======== DATA

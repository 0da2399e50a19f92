use axum::{
    extract::{MatchedPath, Request, State},
    http::{HeaderValue, StatusCode, header},
    middleware::Next,
    response::{IntoResponse, Response},
};
use std::sync::Arc;
use std::time::Instant;
use tracing::{Instrument, info, info_span};
use uuid::Uuid;

use super::AppState;

const PROMETHEUS_CONTENT_TYPE: &str = "text/plain; version=0.0.4; charset=utf-8";

/// Pages load the inline stylesheet, https thumbnails and the privacy embed.
/// Nothing else, so everything else is refused.
const CONTENT_SECURITY_POLICY: &str = "default-src 'none'; img-src https:; \
     style-src 'unsafe-inline'; frame-src https://www.youtube-nocookie.com; \
     frame-ancestors 'none'; base-uri 'none'; form-action 'self'";

/// `GET /metrics`: Prometheus text exposition, or 404 when
/// `observability.metrics_enabled` is off.
pub async fn get_metrics(State(state): State<Arc<AppState>>) -> Response {
    match &state.prometheus_handle {
        Some(handle) => (
            [(header::CONTENT_TYPE, PROMETHEUS_CONTENT_TYPE)],
            handle.render(),
        )
            .into_response(),
        None => (StatusCode::NOT_FOUND, "Metrics are disabled").into_response(),
    }
}

pub async fn logging_middleware(req: Request, next: Next) -> Response {
    let start = Instant::now();
    let request_id = Uuid::new_v4().to_string();

    let method = req.method().to_string();
    let uri = req.uri().path().to_string();

    let matched_path = req
        .extensions()
        .get::<MatchedPath>()
        .map(|mp| mp.as_str().to_string());

    let span = info_span!(
        "request",
        request_id = %request_id,
        method = %method,
        path = %uri,
        route = matched_path.clone(),
    );

    async move {
        let response = next.run(req).await;

        let duration_ms = u64::try_from(start.elapsed().as_millis()).unwrap_or(u64::MAX);
        let status = response.status().as_u16();

        // Unmatched paths share one label
        let metrics_path = matched_path.unwrap_or_else(|| "unmatched".to_string());

        let labels = [
            ("method", method),
            ("path", metrics_path),
            ("status", status.to_string()),
        ];

        metrics::counter!("http_requests_total", &labels).increment(1);
        metrics::histogram!("http_request_duration_seconds", &labels)
            .record(start.elapsed().as_secs_f64());

        info!(
            event = "http_request_finished",
            duration_ms = duration_ms,
            status_code = status,
            "Request finished"
        );

        response
    }
    .instrument(span)
    .await
}

pub async fn security_headers_middleware(req: Request, next: Next) -> Response {
    let mut response = next.run(req).await;
    let headers = response.headers_mut();

    headers.insert(
        "x-content-type-options",
        HeaderValue::from_static("nosniff"),
    );
    headers.insert("x-frame-options", HeaderValue::from_static("DENY"));
    headers.insert(
        "referrer-policy",
        HeaderValue::from_static("strict-origin-when-cross-origin"),
    );
    headers.insert(
        "content-security-policy",
        HeaderValue::from_static(CONTENT_SECURITY_POLICY),
    );

    response
}
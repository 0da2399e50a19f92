use axum::{
    extract::{RawQuery, State},
    response::{Html, IntoResponse, Response},
};
use std::sync::Arc;

use super::{AppState, PageError};
use crate::constants::limits;
use crate::models::SearchQuery;
use crate::models::query::query_param;

/// `GET /`: empty form, no search attempted.
pub async fn index(State(state): State<Arc<AppState>>) -> Html<String> {
    Html(state.renderer.search_page("", None))
}

/// `GET /search?q=..`: always answers 200, with results or the prompt.
pub async fn search(
    State(state): State<Arc<AppState>>,
    RawQuery(raw): RawQuery,
) -> Html<String> {
    let query = SearchQuery::from_query_string(raw.as_deref());
    let results = state.search.search(&query).await;

    Html(state.renderer.search_page(query.as_str(), Some(results.as_slice())))
}

/// `GET /watch?v=..`: embedded player with related videos.
pub async fn watch(State(state): State<Arc<AppState>>, RawQuery(raw): RawQuery) -> Response {
    match watch_page(&state, raw.as_deref()).await {
        Ok(html) => html.into_response(),
        Err(e) => e.render(&state.renderer),
    }
}

async fn watch_page(state: &AppState, raw: Option<&str>) -> Result<Html<String>, PageError> {
    let video_id = raw
        .and_then(|qs| query_param(qs, "v"))
        .map(|v| v.trim().to_string())
        .unwrap_or_default();

    validate_video_id(&video_id)?;

    let video = state
        .search
        .video(&video_id)
        .await
        .ok()
        .flatten()
        .ok_or_else(|| PageError::video_not_found(&video_id))?;

    let related = state.search.related(&video).await;

    Ok(Html(state.renderer.watch_page(&video, &related)))
}

fn validate_video_id(id: &str) -> Result<(), PageError> {
    if id.is_empty() {
        return Err(PageError::bad_request("No video id (v) was given."));
    }

    let well_formed = id.len() <= limits::MAX_VIDEO_ID_LEN
        && id
            .chars()
            .all(|c| c.is_ascii_alphanumeric() || c == '-' || c == '_');

    if well_formed {
        Ok(())
    } else {
        Err(PageError::bad_request("The video id is not valid."))
    }
}
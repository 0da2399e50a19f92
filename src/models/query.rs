use std::fmt;

/// A search keyword with surrounding whitespace removed.
#[derive(Debug, Clone, Default, PartialEq, Eq)]
pub struct SearchQuery(String);

impl SearchQuery {
    #[must_use]
    pub fn new(raw: &str) -> Self {
        Self(raw.trim().to_string())
    }

    /// Builds the query from the `q` parameter of a raw query string.
    ///
    /// Decoding is lenient: a missing parameter or an undecodable query
    /// string both produce an empty query. The first `q` wins.
    #[must_use]
    pub fn from_query_string(raw: Option<&str>) -> Self {
        raw.and_then(|qs| query_param(qs, "q"))
            .map(|q| Self::new(&q))
            .unwrap_or_default()
    }

    #[must_use]
    pub fn as_str(&self) -> &str {
        &self.0
    }

    #[must_use]
    pub fn is_empty(&self) -> bool {
        self.0.is_empty()
    }
}

impl fmt::Display for SearchQuery {
    fn fmt(&self, f: &mut fmt::Formatter<'_>) -> fmt::Result {
        f.write_str(&self.0)
    }
}

/// Returns the first value of `key` in an `application/x-www-form-urlencoded`
/// query string.
#[must_use]
pub fn query_param(raw: &str, key: &str) -> Option<String> {
    url::form_urlencoded::parse(raw.as_bytes())
        .find(|(k, _)| k == key)
        .map(|(_, v)| v.into_owned())
}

================

PROBLEM REQUIREMENTS: Your answer should be a single number: the count of lines in the listing that hold the word "async".

WRITTEN ANSWER: 8